Par Jeanne Smits (Reinformation.tv)
C’est un tremblement de terre qui secoue la chrétienté que cette Correctio filialis par laquelle près de 70 théologiens laïques et clercs ayant charge d’âmes ont interpellé le pape François à propos des erreurs répandues à la faveur de son exhortation post-synodale Amoris laetitia. La presse mondiale ne s’y est pas trompée qui a accordé une large place à ce document très long, très argumenté qui met en évidence non seulement les problèmes inhérents au texte, mais encore les paroles, les actes et les omissions du pape qui favorisent sept propositions hérétiques clairement identifiées par les signataires. Mais – et cela n’a rien de surprenant – le fond de l’affaire n’est que rarement évoqué. On parle de la forme de la Correctio, de son opportunité, du poids (ou pour certains, de l’absence de poids) des signataires, de la présence de Mgr Fellay de la Fraternité sacerdotale saint Pie X parmi eux. On fait remarquer, à la suite des signataires qu’une telle démarche n’a pas été entreprise depuis le Moyen Age. On sous-entend que de telles discussions relèvent de temps où l’on ergotait sur des dogmes et où l’on brûlait des sorcières. « Qu’il soit anathème », c’est démodé ! Mais sur la réalité du danger d’hérésie ? Rien ou quasi.
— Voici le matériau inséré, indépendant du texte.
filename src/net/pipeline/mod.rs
//! Per-connection processing pipeline
//!
//! An ordered list of named byte stages followed by the message codec of the
//! current phase. Inbound bytes run through the stages front to back; outbound
//! messages are encoded by the codec and then run through the stages back to
//! front. With everything enabled the order is:
//!
//! ```text
//! inbound:  encryption -> framing -> compression -> codec
//! outbound: codec -> compression -> framing -> encryption
//! ```
//!
//! Stages can be inserted or replaced by name at any time. Frames that were
//! already split off stay queued and are decoded lazily, so a codec swap
//! applies to every frame not yet decoded, while a byte stage only ever sees
//! bytes that reach it after it was installed.

use std::collections::VecDeque;
use std::fmt;

use bytes::{Bytes, BytesMut};

use crate::error::{CodecError, PipelineError};
use crate::protocol::{ClientboundMessage, CodecSet, ServerboundMessage};

pub mod compression;
pub mod encryption;
pub mod framing;

pub use compression::CompressionStage;
pub use encryption::EncryptionStage;
pub use framing::FramingStage;

/// Stage names
pub const FRAMING: &str = "framing";
pub const COMPRESSION: &str = "compression";
pub const ENCRYPTION: &str = "encryption";

/// A byte transform in the pipeline
pub trait Stage: Send + fmt::Debug {
    /// Transform one inbound buffer, pushing zero or more buffers downstream
    fn decode(&mut self, input: BytesMut, out: &mut Vec<BytesMut>) -> Result<(), CodecError>;

    /// Transform one outbound buffer
    fn encode(&mut self, input: BytesMut) -> Result<BytesMut, CodecError>;
}

#[derive(Debug)]
struct NamedStage {
    name: &'static str,
    stage: Box<dyn Stage>,
}

/// The pipeline of one connection
pub struct Pipeline {
    stages: Vec<NamedStage>,
    codec: &'static CodecSet,
    /// Frames that passed every byte stage but are not decoded yet
    pending: VecDeque<BytesMut>,
}

impl Pipeline {
    /// A pipeline with only framing installed
    pub fn new(codec: &'static CodecSet) -> Self {
        Self {
            stages: vec![NamedStage {
                name: FRAMING,
                stage: Box::new(FramingStage::new()),
            }],
            codec,
            pending: VecDeque::new(),
        }
    }

    // ============ Stage management ============

    /// Names of the installed stages in inbound order
    pub fn names(&self) -> Vec<&'static str> {
        self.stages.iter().map(|s| s.name).collect()
    }

    pub fn contains(&self, name: &str) -> bool {
        self.position(name).is_some()
    }

    fn position(&self, name: &str) -> Option<usize> {
        self.stages.iter().position(|s| s.name == name)
    }

    fn insert(
        &mut self,
        index: usize,
        name: &'static str,
        stage: Box<dyn Stage>,
    ) -> Result<(), PipelineError> {
        if self.contains(name) {
            return Err(PipelineError::DuplicateStage(name.to_string()));
        }
        self.stages.insert(index, NamedStage { name, stage });
        Ok(())
    }

    /// Install a stage in front of every other stage
    pub fn add_first(&mut self, name: &'static str, stage: Box<dyn Stage>) -> Result<(), PipelineError> {
        self.insert(0, name, stage)
    }

    /// Install a stage right behind `anchor`
    pub fn add_after(
        &mut self,
        anchor: &str,
        name: &'static str,
        stage: Box<dyn Stage>,
    ) -> Result<(), PipelineError> {
        let index = self
            .position(anchor)
            .ok_or_else(|| PipelineError::UnknownStage(anchor.to_string()))?;
        self.insert(index + 1, name, stage)
    }

    /// Swap the stage called `name`, returning the old one
    pub fn replace_stage(
        &mut self,
        name: &str,
        stage: Box<dyn Stage>,
    ) -> Result<Box<dyn Stage>, PipelineError> {
        let index = self
            .position(name)
            .ok_or_else(|| PipelineError::UnknownStage(name.to_string()))?;
        Ok(std::mem::replace(&mut self.stages[index].stage, stage))
    }

    /// Codec set currently in effect
    pub fn codec(&self) -> &'static CodecSet {
        self.codec
    }

    /// Swap the codec, returning the previous one. Byte stages are untouched.
    pub fn set_codec(&mut self, codec: &'static CodecSet) -> &'static CodecSet {
        std::mem::replace(&mut self.codec, codec)
    }

    // ============ Inbound ============

    /// Run freshly received bytes through the byte stages
    pub fn push_inbound(&mut self, chunk: BytesMut) -> Result<(), CodecError> {
        let mut batch = vec![chunk];
        for named in self.stages.iter_mut() {
            let mut next = Vec::with_capacity(batch.len());
            for buffer in batch.drain(..) {
                named.stage.decode(buffer, &mut next)?;
            }
            batch = next;
            if batch.is_empty() {
                return Ok(());
            }
        }
        self.pending.extend(batch);
        Ok(())
    }

    /// Number of frames waiting to be decoded
    pub fn pending_frames(&self) -> usize {
        self.pending.len()
    }

    /// Take the next complete frame body
    pub fn next_frame(&mut self) -> Option<BytesMut> {
        self.pending.pop_front()
    }

    /// Decode the next complete frame with the current codec
    pub fn next_message(&mut self) -> Option<Result<ServerboundMessage, CodecError>> {
        let frame = self.pending.pop_front()?;
        Some(self.codec.decode_serverbound(&frame))
    }

    // ============ Outbound ============

    /// Encode a message with the current codec and every byte stage
    pub fn encode(&mut self, message: &ClientboundMessage) -> Result<Bytes, CodecError> {
        let body = self.codec.encode_clientbound(message)?;
        self.encode_frame(body)
    }

    /// Run an already encoded body through the byte stages
    pub fn encode_frame(&mut self, body: BytesMut) -> Result<Bytes, CodecError> {
        let mut data = body;
        for named in self.stages.iter_mut().rev() {
            data = named.stage.encode(data)?;
        }
        Ok(data.freeze())
    }
}

impl fmt::Debug for Pipeline {
    fn fmt(&self, f: &mut fmt::Formatter<'_>) -> fmt::Result {
        f.debug_struct("Pipeline")
            .field("stages", &self.names())
            .field("phase", &self.codec.phase())
            .field("pending", &self.pending.len())
            .finish()
    }
}

#[cfg(test)]
mod tests {
    use super::*;
    use crate::crypto::CipherPair;
    use crate::protocol::{codec_set, login, play, status, ProtocolPhase};

    fn pipeline(phase: ProtocolPhase) -> Pipeline {
        Pipeline::new(codec_set(phase).unwrap())
    }

    /// Client side encoding of a serverbound message
    fn client_frame(client: &mut Pipeline, message: ServerboundMessage) -> Bytes {
        let body = client.codec().encode_serverbound(&message).unwrap();
        client.encode_frame(body).unwrap()
    }

    #[test]
    fn test_stage_order() {
        let mut p = pipeline(ProtocolPhase::Login);
        assert_eq!(p.names(), vec![FRAMING]);

        p.add_after(FRAMING, COMPRESSION, Box::new(CompressionStage::new(64)))
            .unwrap();
        let ciphers = CipherPair::new(&[1; 16]).unwrap();
        p.add_first(ENCRYPTION, Box::new(EncryptionStage::new(ciphers)))
            .unwrap();

        assert_eq!(p.names(), vec![ENCRYPTION, FRAMING, COMPRESSION]);
    }

    #[test]
    fn test_duplicate_and_unknown_stage() {
        let mut p = pipeline(ProtocolPhase::Login);
        assert_eq!(
            p.add_after("codec", COMPRESSION, Box::new(CompressionStage::new(1))),
            Err(PipelineError::UnknownStage("codec".into()))
        );
        assert_eq!(
            p.add_first(FRAMING, Box::new(FramingStage::new())),
            Err(PipelineError::DuplicateStage(FRAMING.into()))
        );
    }

    #[test]
    fn test_replace_keeps_siblings() {
        let mut p = pipeline(ProtocolPhase::Login);
        p.add_after(FRAMING, COMPRESSION, Box::new(CompressionStage::new(64)))
            .unwrap();

        let old = p
            .replace_stage(COMPRESSION, Box::new(CompressionStage::new(128)))
            .unwrap();
        assert!(format!("{:?}", old).contains("64"));
        assert_eq!(p.names(), vec![FRAMING, COMPRESSION]);
    }

    #[test]
    fn test_partial_frame_survives_replacement() {
        let mut server = pipeline(ProtocolPhase::Status);
        let mut client = pipeline(ProtocolPhase::Status);
        for p in [&mut server, &mut client] {
            p.add_after(FRAMING, COMPRESSION, Box::new(CompressionStage::new(64)))
                .unwrap();
        }
        let bytes = client_frame(&mut client, status::StatusPing { payload: 99 }.into());

        let (head, tail) = bytes.split_at(4);
        server.push_inbound(BytesMut::from(head)).unwrap();
        assert_eq!(server.pending_frames(), 0);

        // Swapping a sibling stage does not lose the buffered half
        server
            .replace_stage(COMPRESSION, Box::new(CompressionStage::new(64)))
            .unwrap();

        server.push_inbound(BytesMut::from(tail)).unwrap();
        assert_eq!(
            server.next_message().unwrap().unwrap(),
            ServerboundMessage::StatusPing(status::StatusPing { payload: 99 })
        );
    }

    #[test]
    fn test_codec_swap_applies_to_queued_frames() {
        let mut server = pipeline(ProtocolPhase::Handshake);
        let mut handshake_client = pipeline(ProtocolPhase::Handshake);
        let mut login_client = pipeline(ProtocolPhase::Login);

        let mut chunk = BytesMut::new();
        chunk.extend_from_slice(&client_frame(
            &mut handshake_client,
            crate::protocol::handshake::Handshake {
                protocol_version: 578,
                server_address: "localhost".into(),
                server_port: 25565,
                intent: 2,
            }
            .into(),
        ));
        chunk.extend_from_slice(&client_frame(
            &mut login_client,
            login::LoginStart {
                name: "Alice".into(),
            }
            .into(),
        ));

        server.push_inbound(chunk).unwrap();
        assert_eq!(server.pending_frames(), 2);

        let first = server.next_message().unwrap().unwrap();
        assert!(matches!(first, ServerboundMessage::Handshake(_)));

        server.set_codec(codec_set(ProtocolPhase::Login).unwrap());
        let second = server.next_message().unwrap().unwrap();
        assert_eq!(
            second,
            ServerboundMessage::LoginStart(login::LoginStart {
                name: "Alice".into()
            })
        );
        assert!(server.next_message().is_none());
    }

    #[test]
    fn test_encryption_only_applies_after_install() {
        let secret = [5u8; 16];
        let mut server = pipeline(ProtocolPhase::Play);
        let mut client = pipeline(ProtocolPhase::Play);

        let plain = client_frame(&mut client, play::KeepAliveResponse { id: 1 }.into());
        server.push_inbound(BytesMut::from(&plain[..])).unwrap();

        server
            .add_first(
                ENCRYPTION,
                Box::new(EncryptionStage::new(CipherPair::new(&secret).unwrap())),
            )
            .unwrap();
        client
            .add_first(
                ENCRYPTION,
                Box::new(EncryptionStage::new(CipherPair::new(&secret).unwrap())),
            )
            .unwrap();

        let encrypted = client_frame(&mut client, play::KeepAliveResponse { id: 2 }.into());
        assert_ne!(&encrypted[1..], &plain[1..]);
        server.push_inbound(BytesMut::from(&encrypted[..])).unwrap();

        let ids: Vec<ServerboundMessage> = std::iter::from_fn(|| server.next_message())
            .map(|m| m.unwrap())
            .collect();
        assert_eq!(
            ids,
            vec![
                ServerboundMessage::KeepAlive(play::KeepAliveResponse { id: 1 }),
                ServerboundMessage::KeepAlive(play::KeepAliveResponse { id: 2 }),
            ]
        );
    }

    #[test]
    fn test_full_stack_round_trip() {
        let secret = [7u8; 16];
        let mut server = pipeline(ProtocolPhase::Play);
        let mut client = pipeline(ProtocolPhase::Play);
        for p in [&mut server, &mut client] {
            p.add_after(FRAMING, COMPRESSION, Box::new(CompressionStage::new(16)))
                .unwrap();
            p.add_first(
                ENCRYPTION,
                Box::new(EncryptionStage::new(CipherPair::new(&secret).unwrap())),
            )
            .unwrap();
        }

        let chat = play::ChatMessage {
            message: "a fairly long chat line that will be compressed".into(),
        };
        let bytes = client_frame(&mut client, chat.clone().into());
        server.push_inbound(BytesMut::from(&bytes[..])).unwrap();
        assert_eq!(
            server.next_message().unwrap().unwrap(),
            ServerboundMessage::ChatMessage(chat)
        );

        // And back the other way
        let outbound = server
            .encode(&play::Disconnect::new("Exit the game").into())
            .unwrap();
        client.push_inbound(BytesMut::from(&outbound[..])).unwrap();
        let frame = client.next_frame().unwrap();
        assert_eq!(
            client.codec().decode_clientbound(&frame).unwrap(),
            ClientboundMessage::Disconnect(play::Disconnect::new("Exit the game"))
        );
    }

    #[test]
    fn test_encode_rejects_wrong_phase() {
        let mut p = pipeline(ProtocolPhase::Status);
        assert!(matches!(
            p.encode(&play::KeepAlive { id: 1 }.into()),
            Err(CodecError::WrongPhase { .. })
        ));
    }
}
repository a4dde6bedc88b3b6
mod response;

pub use response::{map_cmd_result_to_json, print_json_result};
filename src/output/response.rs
//! CLI response formatting and output.
//!
//! Provides JSON envelope, printing, and exit code mapping.

use gdmigrate::error::Hint;
use gdmigrate::{Error, ErrorCode, Result};
use serde::Serialize;

#[derive(Debug, Serialize)]
pub struct CliResponse<T: Serialize> {
    pub success: bool,
    #[serde(skip_serializing_if = "Option::is_none")]
    pub data: Option<T>,
    #[serde(skip_serializing_if = "Option::is_none")]
    pub error: Option<CliError>,
}

#[derive(Debug, Serialize)]
pub struct CliError {
    pub code: String,
    pub message: String,
    pub details: serde_json::Value,
    #[serde(skip_serializing_if = "Option::is_none")]
    pub hints: Option<Vec<Hint>>,
    #[serde(skip_serializing_if = "Option::is_none")]
    pub retryable: Option<bool>,
}

impl<T: Serialize> CliResponse<T> {
    pub fn success(data: T) -> Self {
        Self {
            success: true,
            data: Some(data),
            error: None,
        }
    }

    fn to_json(&self) -> Result<String> {
        serde_json::to_string_pretty(self).map_err(|e| {
            Error::internal_json(e.to_string(), Some("serialize response".to_string()))
        })
    }
}

impl CliResponse<()> {
    pub fn from_error(err: &Error) -> Self {
        Self {
            success: false,
            data: None,
            error: Some(CliError {
                code: err.code.as_str().to_string(),
                message: err.message.clone(),
                details: err.details.clone(),
                hints: if err.hints.is_empty() {
                    None
                } else {
                    Some(err.hints.clone())
                },
                retryable: err.retryable,
            }),
        }
    }
}

fn print_response<T: Serialize>(response: &CliResponse<T>) {
    use std::io::{self, Write};

    let payload = match response.to_json() {
        Ok(payload) => payload,
        Err(e) => {
            eprintln!("Failed to serialize response: {}", e);
            return;
        }
    };

    let stdout = io::stdout();
    let mut handle = stdout.lock();
    // Exit gracefully on SIGPIPE
    let _ = writeln!(handle, "{}", payload);
}

pub fn print_json_result(result: Result<serde_json::Value>) {
    match result {
        Ok(data) => print_response(&CliResponse::success(data)),
        Err(err) => print_response(&CliResponse::<()>::from_error(&err)),
    }
}

pub fn map_cmd_result_to_json<T: Serialize>(
    result: Result<(T, i32)>,
) -> (Result<serde_json::Value>, i32) {
    match result {
        Ok((data, exit_code)) => match serde_json::to_value(data) {
            Ok(value) => (Ok(value), exit_code),
            Err(err) => (
                Err(Error::internal_json(
                    err.to_string(),
                    Some("serialize response".to_string()),
                )),
                1,
            ),
        },
        Err(err) => {
            let exit_code = exit_code_for_error(err.code);
            (Err(err), exit_code)
        }
    }
}

fn exit_code_for_error(code: ErrorCode) -> i32 {
    match code {
        ErrorCode::ValidationInvalidArgument => 2,

        ErrorCode::PathNotFound => 4,

        ErrorCode::InternalIoError | ErrorCode::InternalJsonError => 1,
    }
}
“Amoris laetitia” et les actes du pape favorisent l’hérésie
Cela correspond parfaitement à l’attitude du pape François. Même s’il laisse assez clairement entrevoir sa préférence pour l’interprétation d’Amoris laetitia dans un sens qui rompt avec la doctrine traditionnelle de l’Eglise, en jugeant possible que des divorcés remariés puissent communier alors que leur première union sacramentelle existe encore, il refuse de parler clair à ce sujet. Le « pape du dialogue », celui des « ponts »et des « serrements de mains » a opposé le silence à toutes les initiatives qui se sont déployées depuis la mise en route des synodes sur la famille, les manipulations qui les ont accompagnés et la publication de l’Exhortation apostolique. Les quatre cardinaux des Dubia – il n’en reste que deux, leurs Eminences Joachim Meisner et Carlo Caffarra étant morts tout récemment à quelques semaines d’intervalle – n’ont obtenu de sa part que le silence, et leur demande d’entretien est elle aussi restée sans réponse.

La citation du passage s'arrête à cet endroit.